If the tax passes, wealthy Californians would see the top marginal rate on their earned income rise to 16.15%. California already has the highest income tax in the country, with a top rate of 13.3% for those earning more than $1 million.

On top of that, the proposal does not include an exception for married couples, meaning the additional 1.75% tax would be $2 million for single and joint filers, creating the so-called “marriage penalty,” according to to the Tax Foundation, a nonprofit group that advocates for lower taxes.


In Colorado, Proposition FF would increase income taxes for individuals with federal taxable income of $300,000 or more by limiting the state’s standard or itemized deductions to $12,000 for single filers and $16,000 for joint filers.

Legislation enacted earlier this year already requires state residents with taxable income of $400,000 or more to add standard or itemized deductions of more than $30,000. The initiative appearing on Tuesday’s ballot would further toughen those deductions, according to the Tax Foundation.

Colorado Springs

A view of Colorado Springs (iStock/iStock)


in Missouri, Amendment 3 would allow adults in the state to purchase and possess up to three ounces of marijuana.
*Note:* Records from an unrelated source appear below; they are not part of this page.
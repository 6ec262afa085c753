//! Finding annotated files and turning their blocks into specifications

use crate::report::Diagnostic;
use annotation::{parse_specification, AnnotationBlock, Scanner, Specification};
use std::collections::HashSet;
use std::io::ErrorKind;
use std::path::{Path, PathBuf};
use std::sync::Arc;
use tracing::{debug, info, warn};
use walkdir::{DirEntry, WalkDir};

/// Extension of files that are a specification from top to bottom
pub const SPEC_FILE_EXTENSION: &str = "theo";

/// Directories never descended into
const SKIPPED_DIRS: &[&str] = &["target", "node_modules"];

/// A file to scan; `explicit` files were named on the command line
#[derive(Debug, Clone, PartialEq, Eq)]
pub struct Candidate {
    pub path: PathBuf,
    pub explicit: bool,
}

/// Specifications and diagnostics sharing one discovery index sequence
#[derive(Debug, Default)]
pub struct Discovery {
    pub specifications: Vec<(usize, Arc<Specification>)>,
    pub diagnostics: Vec<(usize, Diagnostic)>,
    pub files_scanned: usize,
    next_index: usize,
}

impl Discovery {
    fn push_specification(&mut self, specification: Specification) {
        self.specifications
            .push((self.next_index, Arc::new(specification)));
        self.next_index += 1;
    }

    fn push_diagnostic(&mut self, diagnostic: Diagnostic) {
        warn!("{}", diagnostic);
        self.diagnostics.push((self.next_index, diagnostic));
        self.next_index += 1;
    }

    pub fn test_count(&self) -> usize {
        self.specifications.iter().map(|(_, s)| s.tests.len()).sum()
    }

    pub fn is_empty(&self) -> bool {
        self.specifications.is_empty() && self.diagnostics.is_empty()
    }
}

fn is_skipped(entry: &DirEntry) -> bool {
    if entry.depth() == 0 {
        return false;
    }
    let name = entry.file_name().to_string_lossy();
    name.starts_with('.') || (entry.file_type().is_dir() && SKIPPED_DIRS.contains(&name.as_ref()))
}

fn has_glob_meta(input: &str) -> bool {
    input.contains(['*', '?', '['])
}

/// Expand command line inputs into files, in a stable order.
///
/// Directories are walked recursively (sorted, hidden entries skipped),
/// glob patterns are expanded, and plain paths are taken as given.
pub fn expand_inputs(inputs: &[PathBuf], discovery: &mut Discovery) -> Vec<Candidate> {
    let mut seen = HashSet::new();
    let mut candidates = Vec::new();
    let mut add = |path: PathBuf, explicit: bool| {
        if seen.insert(path.clone()) {
            candidates.push(Candidate { path, explicit });
        }
    };

    for input in inputs {
        if input.is_dir() {
            let walker = WalkDir::new(input)
                .sort_by_file_name()
                .into_iter()
                .filter_entry(|e| !is_skipped(e));
            for entry in walker {
                match entry {
                    Ok(entry) if entry.file_type().is_file() => add(entry.into_path(), false),
                    Ok(_) => {}
                    Err(e) => {
                        let path = e.path().unwrap_or(input.as_path()).to_path_buf();
                        discovery.push_diagnostic(Diagnostic::read(path, e.to_string()));
                    }
                }
            }
        } else if input.exists() {
            add(input.clone(), true);
        } else if has_glob_meta(&input.to_string_lossy()) {
            let pattern = input.to_string_lossy();
            match glob::glob(&pattern) {
                Ok(paths) => {
                    let mut matched: Vec<PathBuf> = paths.filter_map(Result::ok).filter(|p| p.is_file()).collect();
                    matched.sort();
                    if matched.is_empty() {
                        discovery.push_diagnostic(Diagnostic::read(input, "pattern matched no files"));
                    }
                    for path in matched {
                        add(path, false);
                    }
                }
                Err(e) => {
                    discovery.push_diagnostic(Diagnostic::read(input, format!("invalid pattern: {}", e)));
                }
            }
        } else {
            discovery.push_diagnostic(Diagnostic::read(input, "no such file or directory"));
        }
    }
    candidates
}

/// Scan and parse every block of one file.
pub fn discover_file(scanner: &Scanner, candidate: &Candidate, discovery: &mut Discovery) {
    let path = &candidate.path;
    let text = match std::fs::read_to_string(path) {
        Ok(text) => text,
        Err(e) if e.kind() == ErrorKind::InvalidData && !candidate.explicit => {
            debug!("Skipping non-UTF-8 file {}", path.display());
            return;
        }
        Err(e) => {
            discovery.push_diagnostic(Diagnostic::read(path, e.to_string()));
            return;
        }
    };
    discovery.files_scanned += 1;

    if !scanner.has_marker(&text) {
        if path.extension().is_some_and(|ext| ext == SPEC_FILE_EXTENSION) {
            push_parsed(AnnotationBlock::whole_file(path, &text), discovery);
        } else if candidate.explicit {
            info!("Skipping {}: no {} block found", path.display(), scanner.marker());
        }
        return;
    }

    for block in scanner.scan(path, &text) {
        match block {
            Ok(block) => push_parsed(block, discovery),
            Err(e) => discovery.push_diagnostic(e.into()),
        }
    }
}

fn push_parsed(block: AnnotationBlock, discovery: &mut Discovery) {
    match parse_specification(block) {
        Ok(specification) => {
            debug!(
                "Found {} with {} tests",
                specification.label(),
                specification.tests.len()
            );
            discovery.push_specification(specification);
        }
        Err(e) => discovery.push_diagnostic(e.into()),
    }
}

/// Collect every specification reachable from `inputs`.
pub fn discover(inputs: &[PathBuf], scanner: &Scanner) -> Discovery {
    let mut discovery = Discovery::default();
    let candidates = expand_inputs(inputs, &mut discovery);
    for candidate in &candidates {
        discover_file(scanner, candidate, &mut discovery);
    }
    debug!(
        "Discovered {} specifications ({} tests) in {} files",
        discovery.specifications.len(),
        discovery.test_count(),
        discovery.files_scanned
    );
    discovery
}

/// Convenience for a single path.
pub fn discover_path(path: &Path) -> Discovery {
    discover(&[path.to_path_buf()], &Scanner::new())
}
They could also grow up to six flowering plants at home.

The proposal would impose a 6% tax on the retail price of recreational marijuana if it passes.


In Massachusetts, voters will decide Tuesday whether to approve a measure that would create a 4% tax on annual income over $1 million. That would be in addition to the state’s 5% flat income tax, also starting in 2023.

Under the so-called Fair Share Amendment, millionaires would essentially pay a combined top marginal tax rate of 9%, thereby eliminating the state’s 100-plus-year history of having a flat-rate individual income tax.

While proponents of the law have framed it as an effort to ensure the wealthy pay their fair share, critics have warned that the tax could have negative economic consequences, including hitting small business owners.

Individual Income Tax

IRS 1040 individual income tax forms (Daniel Acker/Bloomberg via Getty Images/Getty Images)

The Tax Foundation estimated that the higher tax on wealthy Americans could reduce economic activity in the state by $6 billion by the end of 2025.

“As long as there are alternative markets or ways to shift economic activity to a more competitive state, the additional tax is likely to underperform revenue projections and outperform in its malignancy,” the group said. “One of the reasons for this is that the graduated income tax would be paid by many small businesses, as well as wealthy individuals.”